まるで地鳴りのような応援歌が響き渡る。まるで、ドーム全体がファンの声によって揺れ動いているようだ。それだけ、球場に来ているファンも興奮しているという事なのだろう。それを証拠に、AKIRAの打席では視聴率がかなり上昇する。テレビの前の皆も、かじりついて見ているという訳だ。
こんな選手は鬼崎喜三郎ぐらいだ。つまり、日本にはいない。誰もがその名を知っているスーパースターであり、打席に立つだけで視聴率を動かす男は。
「侍ジャパンの4番に相応しい歓声だな」
キャッチャーの男がそう呟いていた。何を隠そう、来年開催される野球のワールドカップにAKIRAは4番打者として選考されている。だが、自分はまだ世界大会に出場するのは早いと思っているのだ。それこそ辞退も考えている程に。
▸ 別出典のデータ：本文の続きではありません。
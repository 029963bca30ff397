//! HTTP client for the GECOS Control Center — implements `DirectoryClient`.

use std::time::Duration;

use anyhow::{Context, Result};
use gecos_common::{
    AutoConfigDocument, ComputerList, OkResponse, OrganizationalUnit, OuEntry, RemoteAutoConfig,
};
use reqwest::{Client, RequestBuilder, Response, StatusCode};
use tracing::debug;

use crate::application::ports::DirectoryClient;
use crate::domain::access::AccessData;
use crate::domain::config::NetworkConfig;

const AUTH_CONFIG_PATH: &str = "/auth/config/";
const COMPUTER_LIST_PATH: &str = "/computers/list/";
const OU_SEARCH_PATH: &str = "/ou/gca/";
const REGISTER_PATH: &str = "/register/computer/";

/// Control Center client over HTTP(S) with basic authentication.
pub struct HttpDirectoryClient {
    client: Client,
}

impl HttpDirectoryClient {
    /// Creates a client with the configured timeout.
    ///
    /// # Errors
    ///
    /// Returns an error if the HTTP client cannot be constructed.
    pub fn new(network: &NetworkConfig) -> Result<Self> {
        let client = Client::builder()
            .timeout(Duration::from_secs(network.http_timeout_secs))
            .danger_accept_invalid_certs(network.accept_invalid_certs)
            .user_agent(concat!("gecos-assistant/", env!("CARGO_PKG_VERSION")))
            .build()
            .context("Failed to create HTTP client")?;
        Ok(Self { client })
    }

    fn get(&self, access: &AccessData, path: &str) -> RequestBuilder {
        let url = format!("{}{path}", access.base_url());
        debug!(%url, "GET");
        self.client
            .get(url)
            .basic_auth(access.login.trim(), Some(&access.password))
    }

    async fn send(req: RequestBuilder, what: &str) -> Result<Response> {
        req.send()
            .await
            .with_context(|| format!("Failed to send {what} request"))
    }
}

async fn ensure_success(response: Response) -> Result<Response> {
    if response.status().is_success() {
        return Ok(response);
    }
    let status = response.status();
    let body = response.text().await.unwrap_or_default();
    anyhow::bail!("API error ({status}): {}", body.trim())
}

fn is_auth_failure(status: StatusCode) -> bool {
    status == StatusCode::UNAUTHORIZED || status == StatusCode::FORBIDDEN
}

/// Extracts the `ous` array, rejecting anything that is not a list.
fn parse_ou_response(body: &serde_json::Value) -> Result<Vec<OrganizationalUnit>> {
    let ous = body
        .get("ous")
        .and_then(serde_json::Value::as_array)
        .context("OU search did not return a list")?;
    ous.iter()
        .map(|v| {
            serde_json::from_value::<OuEntry>(v.clone())
                .map(OrganizationalUnit::from)
                .context("Failed to parse OU entry")
        })
        .collect()
}

impl DirectoryClient for HttpDirectoryClient {
    async fn validate_credentials(&self, access: &AccessData) -> Result<bool> {
        let response = Self::send(self.get(access, AUTH_CONFIG_PATH), "credential").await?;
        let status = response.status();
        if status.is_success() {
            return Ok(true);
        }
        if is_auth_failure(status) {
            debug!(%status, "credentials rejected");
            return Ok(false);
        }
        ensure_success(response).await.map(|_| false)
    }

    async fn fetch_autoconf(&self, access: &AccessData) -> Result<Option<RemoteAutoConfig>> {
        let response = Self::send(self.get(access, AUTH_CONFIG_PATH), "autoconfiguration").await?;
        if response.status() == StatusCode::NOT_FOUND {
            return Ok(None);
        }
        let body = ensure_success(response)
            .await?
            .text()
            .await
            .context("Failed to read autoconfiguration")?;
        if body.trim().is_empty() {
            return Ok(None);
        }
        let doc: AutoConfigDocument =
            serde_json::from_str(&body).context("Failed to parse autoconfiguration")?;
        let conf = RemoteAutoConfig::from(doc);
        Ok((!conf.is_empty()).then_some(conf))
    }

    async fn list_computer_names(&self, access: &AccessData) -> Result<Vec<String>> {
        let response = Self::send(self.get(access, COMPUTER_LIST_PATH), "computer list").await?;
        let list: ComputerList = ensure_success(response)
            .await?
            .json()
            .await
            .context("Failed to parse computer list")?;
        Ok(list.computers.into_iter().map(|c| c.name).collect())
    }

    async fn search_organizational_units(
        &self,
        access: &AccessData,
        text: &str,
    ) -> Result<Vec<OrganizationalUnit>> {
        let req = self.get(access, OU_SEARCH_PATH).query(&[("q", text)]);
        let response = Self::send(req, "OU search").await?;
        let body: serde_json::Value = ensure_success(response)
            .await?
            .json()
            .await
            .context("Failed to parse OU search response")?;
        parse_ou_response(&body)
    }

    async fn register_computer(
        &self,
        access: &AccessData,
        node_name: &str,
        ou_id: &str,
    ) -> Result<bool> {
        let url = format!("{}{REGISTER_PATH}", access.base_url());
        debug!(%url, node_name, ou_id, "POST");
        let req = self
            .client
            .post(url)
            .basic_auth(access.login.trim(), Some(&access.password))
            .form(&[("ou_id", ou_id), ("node_id", node_name)]);
        let response = Self::send(req, "register").await?;
        let ok: OkResponse = ensure_success(response)
            .await?
            .json()
            .await
            .context("Failed to parse register response")?;
        Ok(ok.ok)
    }

    async fn unregister_computer(&self, access: &AccessData, node_name: &str) -> Result<bool> {
        let url = format!("{}{REGISTER_PATH}", access.base_url());
        debug!(%url, node_name, "DELETE");
        let req = self
            .client
            .delete(url)
            .basic_auth(access.login.trim(), Some(&access.password))
            .query(&[("node_id", node_name)]);
        let response = Self::send(req, "unregister").await?;
        let ok: OkResponse = ensure_success(response)
            .await?
            .json()
            .await
            .context("Failed to parse unregister response")?;
        Ok(ok.ok)
    }

    async fn download_certificate(&self, url: &str) -> Result<String> {
        debug!(%url, "GET certificate");
        let response = Self::send(self.client.get(url), "certificate download").await?;
        let pem = ensure_success(response)
            .await?
            .text()
            .await
            .context("Failed to read certificate")?;
        anyhow::ensure!(
            pem.contains("-----BEGIN"),
            "{url} did not return a PEM document"
        );
        Ok(pem)
    }
}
「俺ごときが日本の4番などおこがましい。メジャーには俺より4番に相応しい日本人がいるだろう」
そうなのだ。何も日本人メジャーリーガーは鬼崎喜三郎だけではない。今年、メジャーに挑戦した野手は8名を超えており、その皆が優秀な成績を収めている。日本の4番はそこから輩出されるべきだとAKIRAは考えていた。しかし、相手捕手の男は静かにかぶりを振っているではないか。
「認めたくは無いが、お前のパワーに勝てる日本人はいない」
断言するような口振りに、AKIRAは疑問に思う。
「そうか?」
AKIRAは呟きながら、相手投手から投げられたボールにタイミングを合わした。その瞬間、耳元で風船が破裂したような音が響く。
あまりにも軽くジャストミートすると、打球は見る見る内にドームの奥へと延びて行く……。そして、最終的には知念が当てた看板の上にボールは直撃していた。推定飛距離は160メートルを余裕で超えているだろう。
飛距離が伸びすぎて看板には当たらなかった。パワーの有り余る外国人バッターでさえ中々出来ない芸当だ。それを、AKIRAという男は軽くミートしただけでやってみせた。
「ほらな。言った通りだろ」
相手捕手は、ダイヤモンドを悠然と周るAKIRAに向かって、そう言っていた。